Prior to his freshman season, Midura attended a Nottingham camp run by Braender and then-girls coach Elyse Diamond. Both coaches marveled over the player’s ability to control the ball on his own.

‘He’s a marked guy… It’s tough when everybody’s marking you, but he’s done a good job with it.’

“You could see the footwork was unbelievable,” Braender said. “We did a juggling drill, he juggled like 200 or 300 times in a row. Finally, I kind of kicked it off his foot and said ‘OK, you won the challenge.’”

Braender knew right away he had something special. Midura started his 9th-grade season on JV but got called up near the end of the year to get some varsity experience. It evidently helped, as he has played nearly every minute of every game over the past two years, and was a Northstars captain this season.

Despite his size, the midfielder is a nuisance to the opposition and a facilitator for the Northstars.

“That’s just from a lot of practice,” said Midura, who had three goals and three assists this season. “I would see things on videos and online, and I’d want to be able to do it. I would be in the basement or outside, and I’d just practice until I was able to do it.”
While he might try and hide behind bigger players, other teams know about Midura and pay close attention.

“He’s a marked guy,” Braender said. “He still has to find ways into space for himself to create for the rest of the team. It’s tough when everybody’s marking you, but he’s done a good job with it.”

The coach feels that Midura can sometimes be too unselfish, which hurts his statistics. He takes the free kicks and throw-ins and works hard to put his teammates in productive positions.

“The main thing is to be on the ball a lot,” he said. “I wasn’t necessarily the guy who was taking on a defender. But I was getting the ball from our defense, distributing it, getting the balls to our forwards. And defensively I had a lot of responsibility.”

With everything he needs to do on the field, Midura focuses on staying in shape. During the winter he works out with a friend’s father, doing a six-day training program that includes running, plyometrics, sprints, lifting and various fitness tests.

Midura’s trying to make himself stronger so that despite his height, he becomes difficult to take off the ball. He hopes to play in college.

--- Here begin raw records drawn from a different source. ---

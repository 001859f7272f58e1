//! # CLI Command Implementations

use crate::api::{self, ComponentsResponse, OrderResponse, OutcomeJson, RenderResponse};
use crate::config::{Installation, SAMPLE_CONFIG};
use std::path::{Path, PathBuf};
use std::process::ExitCode;
use stevedore_core::{Manifest, PipelineOptions, RunReport, StevedoreError};

fn print_json<T: serde::Serialize>(value: &T) {
    println!("{}", serde_json::to_string_pretty(value).unwrap_or_default());
}

fn exit_code(ok: bool) -> ExitCode {
    if ok { ExitCode::SUCCESS } else { ExitCode::FAILURE }
}

// =============================================================================
// INIT COMMAND
// =============================================================================

/// Write the sample configuration.
pub fn cmd_init(config: &Path, force: bool) -> Result<(), StevedoreError> {
    if config.exists() && !force {
        return Err(StevedoreError::Config(format!(
            "'{}' already exists. Use --force to overwrite.",
            config.display()
        )));
    }

    std::fs::write(config, SAMPLE_CONFIG)
        .map_err(|e| StevedoreError::Io(format!("Cannot write '{}': {}", config.display(), e)))?;

    println!("Wrote sample configuration to {}", config.display());
    Ok(())
}

// =============================================================================
// CHECK COMMAND
// =============================================================================

/// Validate dependencies and license grants without rendering.
pub fn cmd_check(
    config: &Path,
    features: Option<&str>,
    json_mode: bool,
) -> Result<ExitCode, StevedoreError> {
    let installation = Installation::load(config, features)?;
    let (registry, _) = installation.prepared_registry(false)?;
    let response = ComponentsResponse::from_registry(&registry, &installation.granted);
    let ready = response.components.iter().all(|c| c.is_ready());

    if json_mode {
        print_json(&response);
        return Ok(exit_code(ready));
    }

    println!("Stevedore Check");
    println!("===============");
    println!("Config: {}", config.display());
    println!();
    for component in &response.components {
        let verdict = if !component.enabled {
            "disabled".to_string()
        } else if !component.unmet.is_empty() {
            format!("unmet: {}", component.unmet.join(", "))
        } else if !component.authorized {
            format!("license '{}' not granted", component.license_tag)
        } else {
            "ok".to_string()
        };
        println!("  {:<20} {:<12} {}", component.name, component.kind, verdict);
    }

    Ok(exit_code(ready))
}

// =============================================================================
// DEFAULTS COMMAND
// =============================================================================

/// Show every component after completion.
pub fn cmd_defaults(
    config: &Path,
    features: Option<&str>,
    json_mode: bool,
) -> Result<(), StevedoreError> {
    let installation = Installation::load(config, features)?;
    let (registry, _) = installation.prepared_registry(false)?;

    if json_mode {
        let descriptors: Vec<_> = registry.iter().map(|(_, d)| d).collect();
        print_json(&descriptors);
        return Ok(());
    }

    for (_, descriptor) in registry.iter() {
        println!("{} ({})", descriptor.name, descriptor.kind());
        println!("  namespace:   {}", descriptor.namespace);
        println!("  enabled:     {}", descriptor.enabled);
        println!("  license tag: {}", descriptor.license_tag);
        if !descriptor.dependencies.is_empty() {
            println!("  depends on:  {}", descriptor.dependencies.join(", "));
        }
        let settings = serde_json::to_value(&descriptor.settings).unwrap_or_default();
        if let Some(fields) = settings.as_object() {
            for (key, value) in fields.iter().filter(|(key, _)| key.as_str() != "kind") {
                println!("  {:<12} {}", format!("{}:", key), value);
            }
        }
    }
    Ok(())
}

// =============================================================================
// ORDER COMMAND
// =============================================================================

/// Show components in dependency order.
pub fn cmd_order(config: &Path, features: Option<&str>, json_mode: bool) -> Result<(), StevedoreError> {
    let installation = Installation::load(config, features)?;
    let response = OrderResponse::from_registry(&installation.registry);

    if json_mode {
        print_json(&response);
        return Ok(());
    }

    for (position, name) in response.order.iter().enumerate() {
        println!("{:>3}. {}", position.saturating_add(1), name);
    }
    Ok(())
}

// =============================================================================
// RENDER COMMAND
// =============================================================================

/// Options of `stevedore render`.
#[derive(Debug, Clone)]
pub struct RenderArgs {
    pub out_dir: PathBuf,
    pub auto_enable: bool,
    pub dry_run: bool,
    pub verbose: bool,
}

/// Render every component and write the manifests of the rendered ones.
///
/// Components in any other state never produce a file, and a file left in
/// `out_dir` by an earlier run for such a component is removed.
pub fn cmd_render(
    config: &Path,
    features: Option<&str>,
    json_mode: bool,
    args: &RenderArgs,
) -> Result<ExitCode, StevedoreError> {
    let installation = Installation::load(config, features)?;
    let (registry, auto_enabled) = installation.prepared_registry(args.auto_enable)?;

    let options = PipelineOptions {
        skip_disabled: true,
        parallel: true,
    };
    let report = installation
        .pipeline(installation.granted.clone(), options)
        .evaluate(&registry, &installation.templates);

    if !args.dry_run {
        write_manifests(&args.out_dir, report.manifests())?;
        remove_stale_manifests(&args.out_dir, &report)?;
    }

    if json_mode {
        print_json(&RenderResponse::new(&report, auto_enabled));
        return Ok(exit_code(report.is_clean()));
    }

    for name in &auto_enabled {
        println!("auto-enabled {}", name);
    }
    for outcome in report.outcomes().iter().map(OutcomeJson::from) {
        match (&outcome.manifest, &outcome.reason) {
            (Some(manifest), _) => {
                let target = if args.dry_run {
                    "(dry run)".to_string()
                } else {
                    args.out_dir.join(&manifest.file_name).display().to_string()
                };
                println!("  {:<20} {:<14} {}", outcome.component, outcome.state, target);
                if args.verbose {
                    println!("    digest: {}", manifest.digest);
                }
            }
            (None, reason) => println!(
                "  {:<20} {:<14} {}",
                outcome.component,
                outcome.state,
                reason.as_deref().unwrap_or_default()
            ),
        }
    }

    let summary = report.summary();
    println!();
    println!(
        "rendered {}, disabled {}, unmet {}, rejected {}, failed {}",
        summary.rendered, summary.disabled, summary.unmet, summary.rejected, summary.failed
    );
    Ok(exit_code(report.is_clean()))
}

fn write_manifests<'a>(
    out_dir: &Path,
    manifests: impl Iterator<Item = &'a Manifest>,
) -> Result<(), StevedoreError> {
    std::fs::create_dir_all(out_dir).map_err(|e| {
        StevedoreError::Io(format!("Cannot create '{}': {}", out_dir.display(), e))
    })?;

    for manifest in manifests {
        let path = out_dir.join(manifest.file_name());
        std::fs::write(&path, &manifest.text)
            .map_err(|e| StevedoreError::Io(format!("Cannot write '{}': {}", path.display(), e)))?;
        tracing::debug!(component = %manifest.component, path = %path.display(), "wrote manifest");
    }
    Ok(())
}

/// Remove the files of components that did not reach `Rendered` this run.
fn remove_stale_manifests(out_dir: &Path, report: &RunReport) -> Result<(), StevedoreError> {
    for outcome in report.outcomes().iter().filter(|r| r.outcome.manifest().is_none()) {
        let path = out_dir.join(Manifest::file_name_for(&outcome.component));
        match std::fs::remove_file(&path) {
            Ok(()) => {
                tracing::info!(
                    component = %outcome.component,
                    state = %outcome.outcome.state(),
                    path = %path.display(),
                    "removed stale manifest"
                );
            }
            Err(e) if e.kind() == std::io::ErrorKind::NotFound => {}
            Err(e) => {
                return Err(StevedoreError::Io(format!(
                    "Cannot remove '{}': {}",
                    path.display(),
                    e
                )));
            }
        }
    }
    Ok(())
}

// =============================================================================
// SERVE COMMAND
// =============================================================================

/// Start the HTTP render API.
pub async fn cmd_serve(
    config: &Path,
    features: Option<&str>,
    host: &str,
    port: u16,
) -> Result<(), StevedoreError> {
    let installation = Installation::load(config, features)?;

    println!("Stevedore Render API Starting...");
    println!();
    println!("Configuration:");
    println!("  Host:       {}", host);
    println!("  Port:       {}", port);
    println!("  Config:     {}", config.display());
    println!("  Components: {}", installation.registry.len());
    println!();
    println!("Endpoints:");
    println!("  GET  /health                     - Health check");
    println!("  GET  /components                 - Components and verdicts");
    println!("  GET  /order                      - Dependency order");
    println!("  POST /render                     - Render every component");
    println!("  GET  /components/{{name}}/manifest - Render one component");
    println!();
    println!("Press Ctrl+C to stop");
    println!();

    let addr = format!("{}:{}", host, port);
    api::run_server(&addr, installation).await
}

“He’s definitely a soccer player through and through,” Braender said. “He loves the game, and he has the ability to make the players around him better, which is a huge aspect for us. He knows his teammates well and knows a lot of guys in the county, which helps us when we play other teams.”

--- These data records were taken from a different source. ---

//! # Authentication Module
//!
//! Optional API key authentication for the render API.
//!
//! - `STEVEDORE_API_KEY`: if set, every request except `/health` needs
//!   `Authorization: Bearer <key>`

use axum::{
    body::Body,
    http::{Request, StatusCode, header},
    middleware::Next,
    response::Response,
};
use subtle::ConstantTimeEq;

/// Environment variable holding the API key.
pub const API_KEY_ENV: &str = "STEVEDORE_API_KEY";

/// The configured API key, if any. An empty value disables authentication.
pub fn get_api_key_from_env() -> Option<String> {
    std::env::var(API_KEY_ENV).ok().filter(|k| !k.is_empty())
}

/// Compare two keys in constant time.
///
/// Both keys are padded to the same length before comparing so the number
/// of compared bytes does not depend on the input.
fn keys_match(provided: &[u8], expected: &[u8]) -> bool {
    let len = provided.len().max(expected.len());
    let mut left = vec![0u8; len];
    let mut right = vec![0u8; len];
    left[..provided.len()].copy_from_slice(provided);
    right[..expected.len()].copy_from_slice(expected);

    let bytes_match: bool = left.ct_eq(&right).into();
    bytes_match && provided.len() == expected.len()
}

/// Bearer token middleware. Installed only when a key is configured.
pub async fn api_key_auth_middleware(
    request: Request<Body>,
    next: Next,
) -> Result<Response, (StatusCode, &'static str)> {
    let Some(expected) = get_api_key_from_env() else {
        return Ok(next.run(request).await);
    };

    if request.uri().path() == "/health" {
        return Ok(next.run(request).await);
    }

    let provided = request
        .headers()
        .get(header::AUTHORIZATION)
        .and_then(|v| v.to_str().ok())
        .and_then(|v| v.strip_prefix("Bearer "));

    match provided {
        Some(key) if keys_match(key.as_bytes(), expected.as_bytes()) => Ok(next.run(request).await),
        Some(_) => {
            tracing::warn!(event = "auth_failure", reason = "invalid_api_key", "authentication failed");
            Err((StatusCode::UNAUTHORIZED, "Unauthorized"))
        }
        None => {
            tracing::warn!(
                event = "auth_failure",
                reason = "missing_bearer_token",
                "missing bearer token"
            );
            Err((StatusCode::UNAUTHORIZED, "Unauthorized"))
        }
    }
}
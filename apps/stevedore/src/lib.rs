//! # Stevedore
//!
//! The installer application around `stevedore-core`: configuration
//! loading, the command line and the HTTP render API.
//!
//! Exposed as a library so the integration tests can drive the router and
//! the configuration loader directly.

pub mod api;
pub mod cli;
pub mod config;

Midura plays no other sports, as he feels nothing can beat the unpredictability of soccer. It’s safe to say if he were an actor, he would want to chuck the script and perform plenty of ad-libs.

“I just like the quickness of it and how it’s so off the fly,” Midura said. “You never know what’s going to happen. In basketball and those other sports, you have set plays. In soccer, you base things off what happens next or what happened previously. It’s great fun, and there’s a lot of creativity you can throw in here.”

And Midura has loved every minute of it from the very start.